DATA PROVIDED:

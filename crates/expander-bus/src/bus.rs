use embassy_time::{with_timeout, Duration};
use embedded_hal_async::i2c::{Error as _, I2c};
use heapless::Vec;

use crate::descriptor::DeviceDescriptor;
use crate::error::BusError;

/// A shared bus that devices are attached to for the span of one transaction.
///
/// `attach` registers a device and hands back a slot token. The token is the
/// only way to address the device and must be given back through `detach`.
/// Callers go through [`DeviceSession`](crate::DeviceSession), which does that
/// on every exit path.
#[allow(async_fn_in_trait)]
pub trait ExpanderBus {
    /// Transient registration of one device on the bus.
    type Slot;

    fn attach(
        &mut self,
        device: &DeviceDescriptor,
    ) -> Result<Self::Slot, BusError>;

    fn detach(&mut self, slot: Self::Slot);

    /// Read exactly `buffer.len()` bytes, giving up after `timeout`.
    async fn receive(
        &mut self,
        slot: &Self::Slot,
        buffer: &mut [u8],
        timeout: Duration,
    ) -> Result<(), BusError>;
}

/// Registration token handed out by [`DeviceSlots`].
///
/// Not `Clone`: a device is detached exactly once.
#[derive(Debug, PartialEq, Eq)]
#[cfg_attr(feature = "defmt", derive(defmt::Format))]
pub struct AttachedDevice {
    address: u8,
    clock_speed_hz: u32,
}

impl AttachedDevice {
    pub fn address(&self) -> u8 {
        self.address
    }

    pub fn clock_speed_hz(&self) -> u32 {
        self.clock_speed_hz
    }
}

/// Fixed-capacity table of devices currently attached to a bus.
///
/// For peripherals that have no native device registration, this provides
/// the same contract: one slot per address, bounded capacity.
pub struct DeviceSlots<const N: usize> {
    attached: Vec<DeviceDescriptor, N>,
}

impl<const N: usize> DeviceSlots<N> {
    pub const fn new() -> Self {
        Self { attached: Vec::new() }
    }

    pub fn attach(
        &mut self,
        device: &DeviceDescriptor,
    ) -> Result<AttachedDevice, BusError> {
        if self.is_attached(device.address()) {
            return Err(BusError::AttachFailed);
        }
        self.attached.push(*device).map_err(|_| BusError::AttachFailed)?;
        Ok(AttachedDevice {
            address: device.address(),
            clock_speed_hz: device.clock_speed_hz(),
        })
    }

    pub fn detach(&mut self, device: AttachedDevice) {
        if let Some(pos) =
            self.attached.iter().position(|d| d.address() == device.address)
        {
            self.attached.swap_remove(pos);
        }
    }

    pub fn is_attached(&self, address: u8) -> bool {
        self.attached.iter().any(|d| d.address() == address)
    }

    pub fn len(&self) -> usize {
        self.attached.len()
    }

    pub fn is_empty(&self) -> bool {
        self.attached.is_empty()
    }
}

impl<const N: usize> Default for DeviceSlots<N> {
    fn default() -> Self {
        Self::new()
    }
}

/// [`ExpanderBus`] over any async `embedded-hal` I2C master.
///
/// Devices faster than the configured bus clock are refused at attach time.
pub struct I2cExpanderBus<I2C, const N: usize = 4> {
    i2c: I2C,
    slots: DeviceSlots<N>,
    bus_speed_hz: u32,
}

impl<I2C: I2c, const N: usize> I2cExpanderBus<I2C, N> {
    pub fn new(i2c: I2C, bus_speed_hz: u32) -> Self {
        Self { i2c, slots: DeviceSlots::new(), bus_speed_hz }
    }

    pub fn attached(&self) -> usize {
        self.slots.len()
    }

    pub fn into_inner(self) -> I2C {
        self.i2c
    }
}

impl<I2C: I2c, const N: usize> ExpanderBus for I2cExpanderBus<I2C, N> {
    type Slot = AttachedDevice;

    fn attach(
        &mut self,
        device: &DeviceDescriptor,
    ) -> Result<Self::Slot, BusError> {
        if device.clock_speed_hz() == 0
            || device.clock_speed_hz() > self.bus_speed_hz
        {
            return Err(BusError::AttachFailed);
        }
        self.slots.attach(device)
    }

    fn detach(&mut self, slot: Self::Slot) {
        self.slots.detach(slot);
    }

    async fn receive(
        &mut self,
        slot: &Self::Slot,
        buffer: &mut [u8],
        timeout: Duration,
    ) -> Result<(), BusError> {
        match with_timeout(timeout, self.i2c.read(slot.address(), buffer))
            .await
        {
            Ok(Ok(())) => Ok(()),
            Ok(Err(e)) => Err(e.kind().into()),
            Err(_) => Err(BusError::Timeout),
        }
    }
}
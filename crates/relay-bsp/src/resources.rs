use crate::board::{RelayResources, TwimBusResources};
use embassy_nrf::{
    bind_interrupts,
    gpio::{AnyPin, Level, Output, OutputDrive},
    interrupt::{self, InterruptExt},
    peripherals, twim, Peri,
};
use expander_bus::{
    BusConfig, BusFactory, ClockSource, I2cExpanderBus, OutputLineController,
    RELAY_COUNT,
};
use grounded::uninit::GroundedArrayCell;

/// Expander bus backed by TWIM1.
pub type TwimExpanderBus = I2cExpanderBus<twim::Twim<'static>>;

/// Relay table driven from plain GPIO outputs.
pub type Relays = OutputLineController<Output<'static>, RELAY_COUNT>;

/// Bus settings the TWIM peripheral cannot honour.
#[derive(Debug, Clone, Copy, PartialEq, Eq)]
#[cfg_attr(feature = "defmt", derive(defmt::Format))]
pub enum TwimConfigError {
    /// TWIM always runs from the HF peripheral clock.
    UnsupportedClockSource(ClockSource),
    /// TWIM only supports 100, 250 and 400 kHz.
    UnsupportedFrequency(u32),
}

/// Destructor token for recovering TWIM1 peripheral resources.
pub struct TwimDestructor;

/// Factory for creating the expander bus from TWIM1 peripheral resources.
pub struct TwimFactory;

/// DMA buffer for TWIM operations, stored in a sound `GroundedArrayCell`.
static TWIM_DMA_BUF: GroundedArrayCell<u8, 32> =
    GroundedArrayCell::const_init();

bind_interrupts!(struct TwimIrqs {
    TWISPI1 => twim::InterruptHandler<peripherals::TWISPI1>;
});

fn twim_config(config: &BusConfig) -> Result<twim::Config, TwimConfigError> {
    if config.clock_source != ClockSource::Default {
        return Err(TwimConfigError::UnsupportedClockSource(
            config.clock_source,
        ));
    }
    let frequency = match config.frequency_hz {
        100_000 => twim::Frequency::K100,
        250_000 => twim::Frequency::K250,
        400_000 => twim::Frequency::K400,
        hz => return Err(TwimConfigError::UnsupportedFrequency(hz)),
    };

    let mut twim_config = twim::Config::default();
    twim_config.frequency = frequency;
    twim_config.sda_pullup = config.internal_pullups;
    twim_config.scl_pullup = config.internal_pullups;
    Ok(twim_config)
}

impl BusFactory for TwimFactory {
    type Bus = TwimExpanderBus;
    type Resources = TwimBusResources;
    type Destructor = TwimDestructor;
    type Error = TwimConfigError;

    fn create(
        resources: Self::Resources,
        config: &BusConfig,
    ) -> Result<(Self::Bus, Self::Destructor), (Self::Error, Self::Resources)>
    {
        let twim_config = match twim_config(config) {
            Ok(c) => c,
            Err(e) => return Err((e, resources)),
        };
        // The TWIM input filter is fixed in silicon.
        #[cfg(feature = "defmt")]
        defmt::debug!(
            "ignoring glitch filter of {} cycles",
            config.glitch_filter_cycles
        );
        interrupt::TWISPI1.set_priority(interrupt::Priority::P3);

        // SAFETY: create only runs while no bus exists, and recover runs only
        // after the previous bus was dropped, so no live reference to this
        // buffer remains. The static is `const_init` so it is zeroed.
        let buf: &'static mut [u8; 32] =
            unsafe { &mut *(TWIM_DMA_BUF.as_mut_ptr() as *mut [u8; 32]) };

        let twim = twim::Twim::new(
            resources.twim,
            TwimIrqs,
            resources.sda,
            resources.scl,
            twim_config,
            buf,
        );

        Ok((I2cExpanderBus::new(twim, config.frequency_hz), TwimDestructor))
    }

    fn recover(_destructor: Self::Destructor) -> Self::Resources {
        // SAFETY: the session manager drops the bus before calling recover,
        // so nothing else holds these peripherals.
        unsafe { TwimBusResources::steal() }
    }
}

impl RelayResources {
    /// Claim the relay pins as outputs, all driven low.
    pub fn configure(self) -> Relays {
        let output = |pin: Peri<'static, AnyPin>| {
            Output::new(pin, Level::Low, OutputDrive::Standard)
        };
        OutputLineController::new([
            output(self.relay1.into()),
            output(self.relay2.into()),
            output(self.relay3.into()),
            output(self.relay4.into()),
        ])
    }
}
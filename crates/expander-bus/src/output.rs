//! Relay outputs driven directly from MCU pins.

use embedded_hal::digital::{OutputPin, PinState};

use crate::error::OutputError;

/// Number of relay lines on the board.
pub const RELAY_COUNT: usize = 4;

/// Fixed table from logical relay index to physical output pin.
///
/// The table is built once from the configured pins and never reordered.
/// Writes are not read back.
pub struct OutputLineController<P, const N: usize = RELAY_COUNT> {
    lines: [P; N],
}

impl<P: OutputPin, const N: usize> OutputLineController<P, N> {
    pub fn new(lines: [P; N]) -> Self {
        Self { lines }
    }

    pub const fn len(&self) -> usize {
        N
    }

    pub const fn is_empty(&self) -> bool {
        N == 0
    }

    /// Drive a single relay. Out-of-range indices write nothing.
    pub fn set_line(
        &mut self,
        index: usize,
        level: bool,
    ) -> Result<(), OutputError> {
        let line =
            self.lines.get_mut(index).ok_or(OutputError::InvalidIndex(index))?;
        line.set_state(PinState::from(level)).map_err(|_| OutputError::Pin)
    }

    /// Drive every relay to the same level.
    ///
    /// Every line is written even if an earlier write fails; the first
    /// failure is reported.
    pub fn set_all(&mut self, level: bool) -> Result<(), OutputError> {
        let mut result = Ok(());
        for line in self.lines.iter_mut() {
            if line.set_state(PinState::from(level)).is_err() && result.is_ok()
            {
                result = Err(OutputError::Pin);
            }
        }
        result
    }

    pub fn into_inner(self) -> [P; N] {
        self.lines
    }
}
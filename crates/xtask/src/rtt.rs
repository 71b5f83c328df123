use anyhow::{Context, Result};
use std::process::Command;

use crate::constants::CHIP;

/// Attach probe-rs to the running board and print RTT output until Ctrl-C.
///
/// `elf` must be the image that is flashed, or defmt frames decode wrong.
pub fn run(elf: &str) -> Result<()> {
    let status = Command::new("probe-rs")
        .args(["attach", "--chip", CHIP, elf])
        .status()
        .with_context(|| format!("could not start probe-rs for {elf}"))?;

    if !status.success() {
        anyhow::bail!("probe-rs exited with {status} while attached to {CHIP}");
    }

    Ok(())
}
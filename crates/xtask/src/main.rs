mod build;
mod cli;
mod constants;
mod flash;
mod rtt;

use anyhow::Result;
use clap::Parser;
use cli::{Cli, Commands};
use constants::app_elf;

fn main() -> Result<()> {
    let cli = Cli::parse();

    match &cli.command {
        Commands::Build { features, release } => {
            println!("Building firmware...");
            build::build_firmware(features.as_deref(), *release)?;
            println!("Build complete!");
        }
        Commands::Flash { features, release, force } => {
            flash::flash_firmware(features.as_deref(), *release, *force)?;
        }
        Commands::Run { features, release } => {
            flash::flash_firmware(features.as_deref(), *release, false)?;

            println!("Attaching RTT...");
            rtt::run(&app_elf(*release))?;
        }
        Commands::Attach { release } => {
            rtt::run(&app_elf(*release))?;
        }
        Commands::Test => {
            build::test_host_crates()?;
        }
    }

    Ok(())
}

TASK TO COMPLETE: Repeat, character for character, the lines from the one that holds "flash::flash_firmware(features.as_deref(), *release, false)?;" to the final line of the material, inclusive, and no other lines.

OUTPUT OF THE EXERCISE:
            flash::flash_firmware(features.as_deref(), *release, false)?;

            println!("Attaching RTT...");
            rtt::run(&app_elf(*release))?;
        }
        Commands::Attach { release } => {
            rtt::run(&app_elf(*release))?;
        }
        Commands::Test => {
            build::test_host_crates()?;
        }
    }

    Ok(())
}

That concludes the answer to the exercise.